INTERACTION OF ALKANETHIOLS WITH SINGLE-CRYSTAL IRON - THE LOW-TEMPERATURE DECOMPOSITION OF ETHANETHIOL ON THE FE(100) SURFACE

The decomposition mechanism of ethanethiol (C2H5SH) on the Fe(100) surface under ultrahigh vacuum has been investigated using temperature programmed reaction spectroscopy (TPRS), Auger electron spectroscopy (AES), low energy electron diffraction (LEED), and high resolution electron energy loss spectroscopy (HREELS). Upon adsorption at 100 K, ethanethiol undergoes S-H bond scission to form a surface ethanethiolate (-SC2H5). The ethanethiolate species starts to decompose below 253 K via C-S bond cleavage which is identified as the rate-determining step. HREELS data suggest different mechanisms for the ethanethiolate decomposition at different coverages.

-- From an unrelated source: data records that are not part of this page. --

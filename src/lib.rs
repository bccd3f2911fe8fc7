//! # dataclients
//!
//! Typed clients for text embeddings and vector databases.
//!
//! One facade pairs an embedder with a vector store so applications can
//! write documents and search them by text:
//!
//! ```ignore
//! use dataclients::prelude::*;
//!
//! let clients = DataClients::load("clients.toml")?;
//! clients.upsert_documents("notes", &[Document::new("a", "hello world")])?;
//! for hit in clients.search_text("notes", "greeting", 5, None)? {
//!     println!("{} {:.3}", hit.id, hit.score);
//! }
//! clients.close()?;
//! ```
//!
//! ## Backends
//!
//! - `embedded-local`: Chroma server on this machine (blocking)
//! - `server-sync`: Qdrant, blocking
//! - `server-async`: Qdrant, non-blocking, through [`AsyncDataClients`]
//!
//! Every backend shares one contract: scores are "higher = more similar",
//! results are ordered by score then id, and failures report one of four
//! [`ErrorKind`]s.
//!
//! ## Embedders
//!
//! OpenAI, Voyage and Ollama, all through [`HttpEmbedder`].

#![warn(missing_docs)]

mod clients;
mod config;
mod error;

pub mod prelude;

pub use clients::{AsyncDataClients, DataClients, DataClientsBuilder, Document};
pub use config::ClientsConfig;
pub use error::{Error, Result};

pub use dataclients_core::{
    CollectionConfig, Condition, DistanceMetric, ErrorKind, Filter, Payload, PayloadValue, Query,
    Range, RetryPolicy, SearchRequest, SearchResult, TransientKind, ValidationError, VectorRecord,
};
pub use dataclients_embed::{
    AsyncEmbedder, Embedder, EmbedderConfig, EmbeddingError, HttpEmbedder, Provider,
};
pub use dataclients_vectorstore::{
    open_async_store, open_store, AsyncVectorStore, Backend, RetentionPolicy, RetentionTier,
    StoreConfig, VectorError, VectorStore,
};
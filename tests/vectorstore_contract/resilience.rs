//! Resilience Tests
//!
//! - transient failures retried up to the configured ceiling
//! - faults and validation errors never retried
//! - unreachable servers and configuration conflicts

use crate::*;
use dataclients_core::{ErrorKind, TransientKind, ValidationError};
use dataclients_vectorstore::testing::Op;
use dataclients_vectorstore::{NativeError, VectorError};

fn seeded(kind: Kind, faults: FaultPlan) -> Subject {
    let s = Subject::open(kind, store_config(), faults).unwrap();
    s.upsert("docs", &[VectorRecord::new("a", axis(2, 0))]).unwrap();
    s
}

#[test]
fn test_transient_failure_recovers_within_ceiling() {
    for kind in ALL_KINDS {
        let s = seeded(kind, FaultPlan::new());
        s.faults()
            .fail_next(Op::Query, NativeError::Timeout("slow".to_string()), 2);
        let before = s.faults().calls(Op::Query);
        let hits = s.query("docs", &axis(2, 0), 1);
        assert_eq!(result_ids(&hits), ids(&["a"]), "[{}]", kind.name());
        assert_eq!(s.faults().calls(Op::Query) - before, 3);
    }
}

#[test]
fn test_retry_ceiling_reports_attempts() {
    for kind in ALL_KINDS {
        let s = seeded(kind, FaultPlan::new());
        s.faults().fail_next(
            Op::Upsert,
            NativeError::RateLimited("quota".to_string()),
            10,
        );
        let before = s.faults().calls(Op::Upsert);

        let err = s
            .upsert("docs", &[VectorRecord::new("b", axis(2, 1))])
            .unwrap_err();
        match err {
            VectorError::Transient { kind: cause, attempts, .. } => {
                assert_eq!(cause, TransientKind::RateLimited, "[{}]", kind.name());
                assert_eq!(attempts, 3, "[{}]", kind.name());
            }
            other => panic!("[{}] expected transient, got {:?}", kind.name(), other),
        }
        assert_eq!(s.faults().calls(Op::Upsert) - before, 3, "[{}]", kind.name());
    }
}

#[test]
fn test_backend_fault_not_retried() {
    for kind in ALL_KINDS {
        let s = seeded(kind, FaultPlan::new());
        s.faults()
            .fail_next(Op::Count, NativeError::status(500, "internal"), 5);
        let before = s.faults().calls(Op::Count);
        let err = s.count("docs").unwrap_err();
        assert_eq!(err.kind(), ErrorKind::BackendFault, "[{}]", kind.name());
        assert!(!err.is_retryable());
        assert_eq!(s.faults().calls(Op::Count) - before, 1, "[{}]", kind.name());
    }
}

#[test]
fn test_lost_connection_is_transient() {
    for kind in ALL_KINDS {
        let s = seeded(kind, FaultPlan::new());
        s.faults().set_unreachable(true);
        let err = s.count("docs").unwrap_err();
        assert_eq!(err.kind(), ErrorKind::Transient, "[{}]", kind.name());
        assert!(err.is_retryable());

        s.faults().set_unreachable(false);
        assert_eq!(s.count("docs").unwrap(), 1, "[{}]", kind.name());
    }
}

#[test]
fn test_unreachable_at_open_is_backend_fault() {
    for kind in ALL_KINDS {
        let faults = FaultPlan::new();
        faults.set_unreachable(true);
        // Blocking adapters connect on first use, the async one on open
        let err = Subject::open(kind, store_config(), faults)
            .and_then(|s| s.count("docs"))
            .err()
            .unwrap_or_else(|| panic!("[{}] expected failure", kind.name()));
        assert_eq!(err.kind(), ErrorKind::BackendFault, "[{}]", kind.name());
    }
}

#[test]
fn test_reopen_with_other_dimension_conflicts() {
    test_across_backends(|s| {
        s.upsert("docs", &[VectorRecord::new("a", axis(3, 0))]).unwrap();

        let other = s
            .reopen(config_with(Some(4), DistanceMetric::Cosine))
            .unwrap();
        let err = other
            .upsert("docs", &[VectorRecord::new("b", axis(4, 0))])
            .unwrap_err();
        match &err {
            VectorError::ConfigConflict { collection, .. } => assert_eq!(collection, "docs"),
            other => panic!("[{}] expected conflict, got {:?}", s.kind.name(), other),
        }
        assert!(err.kind() == ErrorKind::ConfigConflict && !err.is_retryable());
        assert_eq!(s.count("docs").unwrap(), 1, "[{}]", s.kind.name());
    });
}

#[test]
fn test_reopen_with_other_metric_conflicts() {
    test_across_backends(|s| {
        s.upsert("docs", &[VectorRecord::new("a", axis(3, 0))]).unwrap();
        let other = s
            .reopen(config_with(None, DistanceMetric::Euclidean))
            .unwrap();
        let err = other
            .search("docs", &SearchRequest::vector(axis(3, 0), 1))
            .unwrap_err();
        assert_eq!(err.kind(), ErrorKind::ConfigConflict, "[{}]", s.kind.name());
    });
}

#[test]
fn test_reopen_with_matching_config_sees_data() {
    test_across_backends(|s| {
        s.upsert("docs", &[VectorRecord::new("a", axis(3, 0))]).unwrap();
        let other = s
            .reopen(config_with(Some(3), DistanceMetric::Cosine))
            .unwrap();
        assert_eq!(other.count("docs").unwrap(), 1, "[{}]", s.kind.name());
        assert_eq!(result_ids(&other.query("docs", &axis(3, 0), 1)), ids(&["a"]));
    });
}

#[test]
fn test_collection_created_by_another_client() {
    test_across_backends(|s| {
        let other = s.reopen(store_config()).unwrap();
        other.upsert("docs", &[VectorRecord::new("a", axis(2, 0))]).unwrap();
        s.upsert("docs", &[VectorRecord::new("b", axis(2, 1))]).unwrap();
        assert_eq!(s.count("docs").unwrap(), 2, "[{}]", s.kind.name());
    });
}

// =============================================================================
// Collections changed behind the adapter
// =============================================================================

#[test]
fn test_dropped_collection_seen_as_absent() {
    test_across_backends(|s| {
        let name = s.kind.name();
        s.upsert("docs", &[VectorRecord::new("a", axis(2, 0))]).unwrap();
        assert_eq!(s.count("docs").unwrap(), 1);
        assert!(s.drop_collection("docs"));

        assert_eq!(s.count("docs").unwrap(), 0, "[{}]", name);
        assert!(s.get("docs", &ids(&["a"])).unwrap()[0].is_none(), "[{}]", name);
        assert!(s.query("docs", &axis(2, 0), 1).is_empty(), "[{}]", name);

        s.upsert("docs", &[VectorRecord::new("b", axis(2, 1))]).unwrap();
        assert_eq!(s.count("docs").unwrap(), 1, "[{}]", name);
    });
}

#[test]
fn test_recreated_with_other_dimension() {
    test_across_backends(|s| {
        let name = s.kind.name();
        s.upsert("docs", &[VectorRecord::new("a", axis(2, 0))]).unwrap();
        assert_eq!(s.query("docs", &axis(2, 0), 1).len(), 1);

        s.drop_collection("docs");
        let other = s.reopen(store_config()).unwrap();
        other.upsert("docs", &[VectorRecord::new("n", axis(3, 0))]).unwrap();

        let err = s
            .upsert("docs", &[VectorRecord::new("b", axis(2, 1))])
            .unwrap_err();
        assert!(
            matches!(
                err,
                VectorError::Validation(ValidationError::DimensionMismatch { expected: 3, got: 2 })
            ),
            "[{}] {:?}",
            name,
            err
        );
        assert_eq!(result_ids(&s.query("docs", &axis(3, 0), 1)), ids(&["n"]), "[{}]", name);
    });
}

#[test]
fn test_recreated_with_other_metric_conflicts() {
    test_across_backends(|s| {
        s.upsert("docs", &[VectorRecord::new("a", axis(2, 0))]).unwrap();
        assert_eq!(s.count("docs").unwrap(), 1);

        s.drop_collection("docs");
        let other = s
            .reopen(config_with(None, DistanceMetric::Euclidean))
            .unwrap();
        other.upsert("docs", &[VectorRecord::new("e", axis(2, 0))]).unwrap();

        let err = s
            .search("docs", &SearchRequest::vector(axis(2, 0), 1))
            .unwrap_err();
        assert_eq!(err.kind(), ErrorKind::ConfigConflict, "[{}]", s.kind.name());
        assert_eq!(s.count("docs").unwrap_err().kind(), ErrorKind::ConfigConflict);
    });
}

On the unsaturated surface, the C-S bond cleavage is followed by beta-hydrogen elimination leading to the formation of ethylene and surface hydrogen. Part of the ethylene molecules interact with reactive iron sites and further decompose to surface CH, CCH, and surface carbon, while the rest of the ethylene evolves to the gas phase. For the saturated surface, ethane is also observed while ethylene remains the major reaction product. Further decomposition of the hydrocarbons on the surface was prohibited by the passivation effect of the coadsorbed species. The decomposition of the saturated ethanethiolate overlayer leaves a c(2 x 2) sulfur overlayer on the Fe(100) surface.